I couldn't stand all the angst of a standard brood box and extra super (or nadir) to last the winter.

Dusty
 
Nonsense.

There is more than enough terminology with out introducing more.

http://www.thefreedictionary.com/nadir

PH

It differentiates between a shallow put under a brood box in the autumn for the bees to move the honey....a nadir, between a shallow put under a brood box as part of the brood box for those folk running brood and a half with a shallow under rather than on top.....is that clear? ;) It's use as a term is not mandatory though :)
It also prompts a discussion when somebody asks what a nadir is. Nobody else has found the chemotherapy connection before though :)
 
Oh I love definitional stuff! I would argue that the term is a nadired shallow whether it's for movement of stores or brooding for brood and half. It just a shallow under the brood...
 
Oh I love definitional stuff! I would argue that the term is a nadired shallow whether it's for movement of stores or brooding for brood and half. It just a shallow under the brood...

What's a brood? Would that be a shallow, a deep or a jumbo?
Brood and a half configured with the shallow box at the bottom is absolutely nothing like placing a box of part filled shallow comb below the brood chamber. The latter is done after extraction, knowing that the bees will move it to where they want it, as Dusty says, a bit of extra feed. It's convenient.

Definitional stuff only becomes an issue when people try to pick holes or the pedants try to score points. I don't give a monkeys myself if someone wants to put 'a super under the brood' or a shallow under something else, life's too short ;)
 
Yes I know, but if you call a box a brood or a super, sure as eggs you will be lectured. We all know ( or can get the gist of ) what is meant but that's what happens here.
 
I'm not lecturing just stating an opinion - big difference. If your life is too short then why bother commenting on a post you're not interested in.

I wasn't saying the two were the same just that to me nadir means below
 
From Wikipedia (first hit in a search)

The nadir (/ˈneɪdɪər/) (from Arabic: نظير‎ / ALA-LC: naẓīr, meaning "opposite") is the direction pointing directly below a particular location; that is, it is one of two vertical directions at a specified location, orthogonal to a horizontal flat surface there. Since the concept of being below is itself somewhat vague, scientists define the nadir in more rigorous terms. Specifically, in astronomy, geophysics and related sciences (e.g., meteorology), the nadir at a given point is the local vertical direction pointing in the direction of the force of gravity at that location. The direction opposite of the nadir is the zenith.

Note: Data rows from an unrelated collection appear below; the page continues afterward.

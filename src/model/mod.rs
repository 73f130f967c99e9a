//! Strongly typed records mapped from generic response nodes.

mod alert;

pub use alert::{Alert, FieldFormatError, Level};
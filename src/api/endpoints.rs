//! Table of known daemon operations.
//!
//! One [`Endpoint`] entry per remote operation, grouped by component. The
//! table covers the subsystems the client is commonly driven against;
//! operations not listed here can still be reached through
//! [`ZapClient::call_api`](crate::ZapClient::call_api) directly.

use super::{Endpoint, OperationKind};

macro_rules! endpoint {
    ($component:literal, $kind:ident, $name:literal, [$($param:literal),*]) => {
        Endpoint {
            component: $component,
            kind: OperationKind::$kind,
            name: $name,
            params: &[$($param),*],
        }
    };
}

/// Every operation the table knows about.
pub const ALL: &[Endpoint] = &[
    // core
    endpoint!("core", View, "alerts", ["baseurl", "start", "count", "riskId"]),
    endpoint!("core", View, "numberOfAlerts", ["baseurl", "riskId"]),
    endpoint!("core", View, "hosts", []),
    endpoint!("core", View, "sites", []),
    endpoint!("core", View, "urls", ["baseurl"]),
    endpoint!("core", View, "version", []),
    endpoint!("core", Action, "accessUrl", ["url", "followRedirects"]),
    endpoint!("core", Action, "newSession", ["name", "overwrite"]),
    endpoint!("core", Action, "loadSession", ["name"]),
    endpoint!("core", Action, "deleteAllAlerts", []),
    endpoint!("core", Action, "shutdown", []),
    endpoint!("core", Other, "htmlreport", []),
    endpoint!("core", Other, "xmlreport", []),
    endpoint!("core", Other, "proxy.pac", []),
    // spider
    endpoint!("spider", View, "status", ["scanId"]),
    endpoint!("spider", View, "results", ["scanId"]),
    endpoint!("spider", View, "scans", []),
    endpoint!(
        "spider",
        Action,
        "scan",
        ["url", "maxChildren", "recurse", "contextName", "subtreeOnly"]
    ),
    endpoint!("spider", Action, "stop", ["scanId"]),
    endpoint!("spider", Action, "pause", ["scanId"]),
    endpoint!("spider", Action, "resume", ["scanId"]),
    // ascan (active scanner)
    endpoint!("ascan", View, "status", ["scanId"]),
    endpoint!("ascan", View, "scanProgress", ["scanId"]),
    endpoint!("ascan", View, "scans", []),
    endpoint!(
        "ascan",
        Action,
        "scan",
        ["url", "recurse", "inScopeOnly", "scanPolicyName", "method", "postData"]
    ),
    endpoint!("ascan", Action, "stop", ["scanId"]),
    endpoint!("ascan", Action, "pause", ["scanId"]),
    endpoint!("ascan", Action, "resume", ["scanId"]),
    // pscan (passive scanner)
    endpoint!("pscan", View, "recordsToScan", []),
    endpoint!("pscan", View, "scanners", []),
    endpoint!("pscan", Action, "setEnabled", ["enabled"]),
    // context
    endpoint!("context", View, "contextList", []),
    endpoint!("context", View, "context", ["contextName"]),
    endpoint!("context", Action, "newContext", ["contextName"]),
    endpoint!("context", Action, "includeInContext", ["contextName", "regex"]),
    endpoint!("context", Action, "excludeFromContext", ["contextName", "regex"]),
    // search
    endpoint!(
        "search",
        View,
        "urlsByUrlRegex",
        ["regex", "baseurl", "start", "count"]
    ),
    endpoint!(
        "search",
        View,
        "messagesByResponseRegex",
        ["regex", "baseurl", "start", "count"]
    ),
    // stats
    endpoint!("stats", View, "stats", ["keyPrefix"]),
    endpoint!("stats", Action, "clearStats", ["keyPrefix"]),
    // autoupdate
    endpoint!("autoupdate", View, "latestVersionNumber", []),
    endpoint!("autoupdate", View, "isLatestVersion", []),
    endpoint!("autoupdate", Action, "downloadLatestRelease", []),
    // acsrf (anti-CSRF tokens)
    endpoint!("acsrf", View, "optionTokensNames", []),
    endpoint!("acsrf", Action, "addOptionToken", ["String"]),
    endpoint!("acsrf", Action, "removeOptionToken", ["String"]),
];

/// Looks an operation up by component and name.
///
/// Names are unique within a component across kinds, so the pair is enough
/// to identify an entry.
pub fn find(component: &str, name: &str) -> Option<&'static Endpoint> {
    ALL.iter()
        .find(|endpoint| endpoint.component == component && endpoint.name == name)
}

from Merriman Webster dictionary
1
: the point of the celestial sphere that is directly opposite the zenith and vertically downward from the observer
2
: the lowest point

From medicine.net

Nadir: The lowest point. The nadir may refer, for example, to the lowest blood count after chemotherapy or the lowest concentration of a drug in the body
 
From Wikipedia (first hit in a search)



from Merriman Webster dictionary


From medicine.net

it's just putting a super below a brood chamber, carnt see the need to called it anything, it. must be a recent thing, because I no in the eighties and nineties, I never herd of it.